Jurors have cleared a former Mini Plant worker of murdering his housemate in the kitchen of their shared home.

But the 12-strong panel convicted Eugen Coman of manslaughter on grounds of diminished responsibility, which he had always admitted.

Standing in the dock with his head down and his arms clasped in front of him, 34-year-old Coman made no sound as the jury returned their verdicts after less than four hours of deliberations.

He will be sentenced on May 26, with Judge Ian Pringle KC ordering further psychiatric reports.

READ MORE FROM MURDER TRIAL

Guilty pleas

Coman pleaded guilty at the start of the trial to manslaughter and possession of various weapons found on him when he was arrested in Witney in the wake of the fatal stabbing on October 17, 2021, and also after an attack on a rent collector in Bedford in April 2020.

He also pleaded guilty to causing the rent collector, who was pistol whipped when he came to Coman’s house about unpaid rent, grievous bodily harm.

After the verdicts were read out, Judge Pringle told the defendant: “The jury have found you guilty of manslaughter, something which you have always admitted and I need to sentence you not only for that but for the other [offences].

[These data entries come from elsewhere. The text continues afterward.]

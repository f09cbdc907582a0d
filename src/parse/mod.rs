//! HTML parsing and raw field extraction.
//!
//! This module pulls candidate values out of a parsed document:
//! - Page title
//! - Meta tags (name resolved from `itemprop`, `property` or `name`)
//! - JSON-LD blocks (application/ld+json)
//! - `mailto:` anchors
//! - Social profile page fields (Twitter profile layout)
//!
//! All parsing is done using CSS selectors via the `scraper` crate.

mod html;
mod profile;
mod structured;

// Re-export public API
pub use html::{extract_mailto_addresses, extract_meta_tags, extract_title, MetaTag};
pub use profile::{extract_social_profile, ProfileField, SocialProfile};
pub use structured::{extract_json_ld, JsonLdRecord};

“I can only do that when I’ve got up to date medical reports. I am going to adjourn your case initially until May 26, when hopefully those reports will be available to me.

“In the meantime you will remain in custody at Littlemore Hospital.”

'Murder'

Over the past two-and-a-half weeks, Oxford Crown Court has heard how Coman stabbed housemate Leonid Laboshin 27 times in the kitchen of their Pinnocks Way houseshare before washing the blade, placing the man’s body in a blanket taken from his victim’s bedroom, knotting it, and dragging it into the garden.

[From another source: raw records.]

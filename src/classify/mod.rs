//! Free-text and URL classification.
//!
//! This module decides what a whitespace-separated token is:
//! - a URL (syntax check only, underscores allowed in host labels)
//! - a social network profile link, and for which network
//! - an email address
//! - an `@handle` or a `#hashtag`
//!
//! All patterns are immutable `LazyLock<Regex>` values, so repeated matching
//! carries no state between calls.

mod entities;
mod social;
mod url_syntax;

// Re-export public API
pub use entities::{
    extract_handles, extract_hashtags, extract_related_entities, is_email, RelatedEntities,
};
pub use social::{classify_url, partition_urls, AccountLink, AccountType};
pub use url_syntax::{is_url, repair_scheme, text_to_urls};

The start of the stabbing had been witnessed by a third housemate, Maryia Fando, who ran from the house and begged a neighbour for help.

She told jurors that Cowley church-goer Coman’s face had been without expression as he began the attack that left Mr Laboshin dead.

The killer fled in his BMW, driving first to a car park in Botley before a police helicopter tracked him driving to his brother’s home in Witney, where he was arrested.

Dressed in a sharp suit – just like the star of the ‘Hitman’ video games with whom he was said to have developed an obsessive interest – on his arrest he made bizarre comments, including whispering the name of Hollywood assassin John Wick and quoted from Gerard Butler film 300 about Sparta’s last stand against the Persian invasion.

His odd comments continued at the police station, when he told detectives interviewing him that he believed Mr Laboshin was part of a conspiracy to kill him and that he had acted in self-defence. “If you're an amateur, you don't challenge a pro,” he said, and compared his stabbing of his housemate to the actions of a soldier in a warzone.

A senior officer was so concerned about the suspect’s behaviour at the police station that she called in a psychiatrist. The doctor saw the defendant for less than half an hour and decided he did not need to be sent to hospital for treatment.

He was later transferred to Littlemore Hospital while on remand at HMP Bullingdon.

Two psychiatrists who gave evidence to the jury said they believed he was suffering from a schizophrenic illness, pointing to evidence of his delusional thinking.

Coman, who a year-and-a-half before the stabbing had viciously attacked a man coming to collect rent at the Bedford house share where he was then living, always admitted killing Mr Laboshin.

But he claimed that his responsibility was ‘diminished’ as a result of his mental illness.

'Competing motives'

The prosecution, led by Charles Ward-Jackson, asked the jury to convict the defendant of murder.

Opening his case last month, Mr Ward-Jackson said there were ‘two competing motives’ for the killing.

“One is what one might call good old fashioned sexual jealousy; the cause of many killings since Helen of Troy and no doubt before that. It’s a story as old as time,” he said.

Coman had been spurned by his housemate, the jury was told. He had been 'continually asking her out, being a bit of a pest', the prosecutor said.

The second possible motivation for the killing was Coman’s ‘bizarre fantasy’ around fictional character Agent 47, the protagonist of the Hitman series of video games and films.

Closing her client’s case on Tuesday this week, Tana Adkin KC said: “This case is not about sexual jealousy. It’s not about love. It had everything to do [with] and is about the delusional beliefs that Eugen Coman had.

“It is not to do with what may or may not have been developing between [a third housemate] Maryia and Leonid Laboshin.”

She added: “It is everything to do with somebody suffering a serious psychotic illness that was undiagnosed and unseen and untreated.”

Reaction

Following the trial, DI Sally Spencer of Thames Valley Police's major crime team said: “I hope that Coman’s conviction will in some way help Leonid’s family and our thoughts still very much remain with them.”